**** Supplied entries ****
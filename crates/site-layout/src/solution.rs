//! The solution record: one evaluated placement.

use glam::DVec2;
use indexmap::IndexMap;
use site_core::{Building, BuildingId, Connection, LayoutDataset};

use crate::bounds::Bounds;
use crate::metrics::{AreaMetrics, DistanceMatrix};

/// Lower-left origin of every placed building, keyed by building id.
pub type Positions = IndexMap<BuildingId, DVec2>;

/// An evaluated placement of a dataset's buildings.
///
/// Solutions are never modified after construction; placement steps always
/// return a new one.
#[derive(Debug, Clone, PartialEq)]
pub struct Solution {
    /// Building ids in matrix order (descending area)
    order: Vec<BuildingId>,
    positions: Positions,
    distance_matrix: DistanceMatrix,
    total_distance_paths: f64,
    area: AreaMetrics,
}

impl Solution {
    pub(crate) fn new(
        order: Vec<BuildingId>,
        positions: Positions,
        distance_matrix: DistanceMatrix,
        total_distance_paths: f64,
        area: AreaMetrics,
    ) -> Self {
        Self {
            order,
            positions,
            distance_matrix,
            total_distance_paths,
            area,
        }
    }

    /// All placed origins.
    pub fn positions(&self) -> &Positions {
        &self.positions
    }

    /// Get the origin of a building.
    pub fn position(&self, id: BuildingId) -> Option<DVec2> {
        self.positions.get(&id).copied()
    }

    /// Building ids in the order that indexes the distance matrix.
    pub fn order(&self) -> &[BuildingId] {
        &self.order
    }

    /// Matrix index of a building.
    pub fn index_of(&self, id: BuildingId) -> Option<usize> {
        self.order.iter().position(|&b| b == id)
    }

    pub fn distance_matrix(&self) -> &DistanceMatrix {
        &self.distance_matrix
    }

    /// Center-to-center distance between two buildings.
    pub fn distance_between(&self, a: BuildingId, b: BuildingId) -> Option<f64> {
        self.distance_matrix.get(self.index_of(a)?, self.index_of(b)?)
    }

    /// Length of a path, measured between its endpoint centers.
    pub fn path_length(&self, connection: &Connection) -> Option<f64> {
        let [a, b] = connection.between;
        self.distance_between(a, b)
    }

    /// Sum of all path lengths (first objective).
    pub fn total_distance_paths(&self) -> f64 {
        self.total_distance_paths
    }

    pub fn used_area(&self) -> f64 {
        self.area.used_area
    }

    /// Unused site area (second objective).
    pub fn free_area(&self) -> f64 {
        self.area.free_area
    }

    pub fn utilization_factor(&self) -> f64 {
        self.area.utilization_factor
    }

    /// Placed footprint of a building, if it has a position.
    pub fn bounds(&self, building: &Building) -> Option<Bounds> {
        self.position(building.id)
            .map(|origin| Bounds::of_building(building, origin))
    }

    /// Bounding box of every placed building.
    pub fn content_bounds(&self, dataset: &LayoutDataset) -> Option<Bounds> {
        dataset
            .buildings()
            .iter()
            .filter_map(|b| self.bounds(b))
            .reduce(|acc, b| acc.union(&b))
    }

    /// Pairs of buildings whose footprints overlap, in dataset order.
    pub fn overlaps(&self, dataset: &LayoutDataset) -> Vec<(BuildingId, BuildingId)> {
        let placed: Vec<(BuildingId, Bounds)> = dataset
            .buildings()
            .iter()
            .filter_map(|b| self.bounds(b).map(|bounds| (b.id, bounds)))
            .collect();

        let mut pairs = Vec::new();
        for (i, (a, a_bounds)) in placed.iter().enumerate() {
            for (b, b_bounds) in &placed[i + 1..] {
                if a_bounds.overlaps(b_bounds) {
                    pairs.push((*a, *b));
                }
            }
        }
        pairs
    }
}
****
# [How to complete this task]
Reproduce every record above exactly as it is written.

# [Solution for this task]
filename crates/site-layout/src/solution.rs
//! The solution record: one evaluated placement.

use glam::DVec2;
use indexmap::IndexMap;
use site_core::{Building, BuildingId, Connection, LayoutDataset};

use crate::bounds::Bounds;
use crate::metrics::{AreaMetrics, DistanceMatrix};

/// Lower-left origin of every placed building, keyed by building id.
pub type Positions = IndexMap<BuildingId, DVec2>;

/// An evaluated placement of a dataset's buildings.
///
/// Solutions are never modified after construction; placement steps always
/// return a new one.
#[derive(Debug, Clone, PartialEq)]
pub struct Solution {
    /// Building ids in matrix order (descending area)
    order: Vec<BuildingId>,
    positions: Positions,
    distance_matrix: DistanceMatrix,
    total_distance_paths: f64,
    area: AreaMetrics,
}

impl Solution {
    pub(crate) fn new(
        order: Vec<BuildingId>,
        positions: Positions,
        distance_matrix: DistanceMatrix,
        total_distance_paths: f64,
        area: AreaMetrics,
    ) -> Self {
        Self {
            order,
            positions,
            distance_matrix,
            total_distance_paths,
            area,
        }
    }

    /// All placed origins.
    pub fn positions(&self) -> &Positions {
        &self.positions
    }

    /// Get the origin of a building.
    pub fn position(&self, id: BuildingId) -> Option<DVec2> {
        self.positions.get(&id).copied()
    }

    /// Building ids in the order that indexes the distance matrix.
    pub fn order(&self) -> &[BuildingId] {
        &self.order
    }

    /// Matrix index of a building.
    pub fn index_of(&self, id: BuildingId) -> Option<usize> {
        self.order.iter().position(|&b| b == id)
    }

    pub fn distance_matrix(&self) -> &DistanceMatrix {
        &self.distance_matrix
    }

    /// Center-to-center distance between two buildings.
    pub fn distance_between(&self, a: BuildingId, b: BuildingId) -> Option<f64> {
        self.distance_matrix.get(self.index_of(a)?, self.index_of(b)?)
    }

    /// Length of a path, measured between its endpoint centers.
    pub fn path_length(&self, connection: &Connection) -> Option<f64> {
        let [a, b] = connection.between;
        self.distance_between(a, b)
    }

    /// Sum of all path lengths (first objective).
    pub fn total_distance_paths(&self) -> f64 {
        self.total_distance_paths
    }

    pub fn used_area(&self) -> f64 {
        self.area.used_area
    }

    /// Unused site area (second objective).
    pub fn free_area(&self) -> f64 {
        self.area.free_area
    }

    pub fn utilization_factor(&self) -> f64 {
        self.area.utilization_factor
    }

    /// Placed footprint of a building, if it has a position.
    pub fn bounds(&self, building: &Building) -> Option<Bounds> {
        self.position(building.id)
            .map(|origin| Bounds::of_building(building, origin))
    }

    /// Bounding box of every placed building.
    pub fn content_bounds(&self, dataset: &LayoutDataset) -> Option<Bounds> {
        dataset
            .buildings()
            .iter()
            .filter_map(|b| self.bounds(b))
            .reduce(|acc, b| acc.union(&b))
    }

    /// Pairs of buildings whose footprints overlap, in dataset order.
    pub fn overlaps(&self, dataset: &LayoutDataset) -> Vec<(BuildingId, BuildingId)> {
        let placed: Vec<(BuildingId, Bounds)> = dataset
            .buildings()
            .iter()
            .filter_map(|b| self.bounds(b).map(|bounds| (b.id, bounds)))
            .collect();

        let mut pairs = Vec::new();
        for (i, (a, a_bounds)) in placed.iter().enumerate() {
            for (b, b_bounds) in &placed[i + 1..] {
                if a_bounds.overlaps(b_bounds) {
                    pairs.push((*a, *b));
                }
            }
        }
        pairs
    }
}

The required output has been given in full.